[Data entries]

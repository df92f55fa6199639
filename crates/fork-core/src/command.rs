//! Command lines for fork node processes.

use fork_config::{NodeBackend, NodeConfig};
use fork_types::ForkSpec;
use std::fmt;

/// Program, arguments and extra environment for one fork node.
#[derive(Debug, Clone, PartialEq, Eq)]
pub struct NodeCommand {
	pub program: String,
	pub args: Vec<String>,
	pub envs: Vec<(String, String)>,
}

impl NodeCommand {
	pub fn for_fork(node: &NodeConfig, spec: &ForkSpec) -> Self {
		match node.backend {
			NodeBackend::Hardhat => Self::hardhat(node, spec),
			NodeBackend::Anvil => Self::anvil(node, spec),
		}
	}

	/// `npx hardhat node ...`; an explicit program is the hardhat executable.
	fn hardhat(node: &NodeConfig, spec: &ForkSpec) -> Self {
		let (program, mut args) = match &node.program {
			Some(program) => (program.clone(), Vec::new()),
			None => ("npx".to_string(), vec!["hardhat".to_string()]),
		};

		args.extend([
			"node".to_string(),
			"--fork".to_string(),
			spec.rpc_url.clone(),
			"--port".to_string(),
			spec.port.to_string(),
			"--hostname".to_string(),
			node.host.clone(),
		]);
		if let Some(block) = spec.block_number {
			args.push("--fork-block-number".to_string());
			args.push(block.to_string());
		}

		Self {
			program,
			args,
			envs: vec![("HH_CHAIN_ID".to_string(), spec.chain_id.to_string())],
		}
	}

	fn anvil(node: &NodeConfig, spec: &ForkSpec) -> Self {
		let mut args = vec![
			"--fork-url".to_string(),
			spec.rpc_url.clone(),
			"--port".to_string(),
			spec.port.to_string(),
			"--host".to_string(),
			node.host.clone(),
			"--chain-id".to_string(),
			spec.chain_id.to_string(),
		];
		if let Some(block) = spec.block_number {
			args.push("--fork-block-number".to_string());
			args.push(block.to_string());
		}

		Self {
			program: node.program.clone().unwrap_or_else(|| "anvil".to_string()),
			args,
			envs: Vec::new(),
		}
	}

	pub fn to_command(&self) -> tokio::process::Command {
		let mut cmd = tokio::process::Command::new(&self.program);
		cmd.args(&self.args);
		cmd.envs(self.envs.iter().map(|(k, v)| (k, v)));
		cmd
	}
}

impl fmt::Display for NodeCommand {
	fn fmt(&self, f: &mut fmt::Formatter<'_>) -> fmt::Result {
		write!(f, "{}", self.program)?;
		for arg in &self.args {
			write!(f, " {}", arg)?;
		}
		Ok(())
	}
}
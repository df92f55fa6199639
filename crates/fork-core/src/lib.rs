//! Lifecycle management for local chain forks.
//!
//! [`ChainManager`] spawns one node process per chain, waits until each
//! answers JSON-RPC, and keeps the provider and process handles until
//! [`ChainManager::cleanup`] tears everything down. [`MultichainHarness`]
//! builds on it to deploy the chain-identity contract everywhere and check
//! what each fork reports.

pub mod command;
pub mod harness;
pub mod log;
pub mod manager;
pub mod process;

pub use command::NodeCommand;
pub use harness::{ChainReport, MultichainHarness};
pub use log::{ForkLog, LogLevel};
pub use manager::{ChainManager, ForkHandle};
pub use process::ForkProcess;
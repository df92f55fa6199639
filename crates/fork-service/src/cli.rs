//! Command-line interface definitions.

use clap::{Parser, Subcommand};
use std::path::PathBuf;

#[derive(Parser, Debug)]
#[command(name = "multifork")]
#[command(about = "Run and test local forks of several EVM networks", long_about = None)]
#[command(version = env!("CARGO_PKG_VERSION"))]
pub struct Cli {
	/// Path to configuration file; the environment alone is used if it does not exist
	#[arg(short, long, env = "MULTIFORK_CONFIG", default_value = "multifork.toml")]
	pub config: PathBuf,

	/// Log level (trace, debug, info, warn, error); RUST_LOG takes precedence
	#[arg(long, env = "MULTIFORK_LOG_LEVEL", default_value = "info")]
	pub log_level: String,

	/// Emit logs as JSON
	#[arg(long)]
	pub json_logs: bool,

	#[command(subcommand)]
	pub command: Command,
}

#[derive(Subcommand, Debug)]
pub enum Command {
	/// Fork a single network and keep it running until interrupted
	Fork {
		/// Network to fork (ethereum, polygon, sepolia, amoy)
		#[arg(short, long)]
		network: String,

		/// Block to fork from; 0 forks from the latest block
		#[arg(short, long)]
		block: u64,
	},

	/// Fork several networks, deploy Multichain to each and check what it reports
	TestMultichain {
		/// Chains to test; defaults to every chain with an RPC URL
		#[arg(long, value_delimiter = ',')]
		chains: Vec<String>,

		/// Compiled Multichain artifact (Hardhat or Foundry JSON)
		#[arg(long)]
		artifact: Option<PathBuf>,

		/// Print the reports as JSON
		#[arg(long)]
		json: bool,
	},

	/// Validate the configuration file
	Validate {
		/// Also require an RPC URL variable for every configured chain
		#[arg(long)]
		check_env: bool,
	},

	/// Generate an example configuration file
	GenerateConfig {
		#[arg(short, long, default_value = "multifork.toml")]
		output: PathBuf,

		/// Overwrite an existing file
		#[arg(long)]
		force: bool,
	},
}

— What you will do —
From the first line of the data above through the line containing "pub fn for_fork(node: &NodeConfig, spec: &ForkSpec)", repeat each line exactly, and add nothing.

— Response for this exercise —
repository df92f55fa6199639
filename crates/fork-core/src/command.rs
//! Command lines for fork node processes.

use fork_config::{NodeBackend, NodeConfig};
use fork_types::ForkSpec;
use std::fmt;

/// Program, arguments and extra environment for one fork node.
#[derive(Debug, Clone, PartialEq, Eq)]
pub struct NodeCommand {
	pub program: String,
	pub args: Vec<String>,
	pub envs: Vec<(String, String)>,
}

impl NodeCommand {
	pub fn for_fork(node: &NodeConfig, spec: &ForkSpec) -> Self {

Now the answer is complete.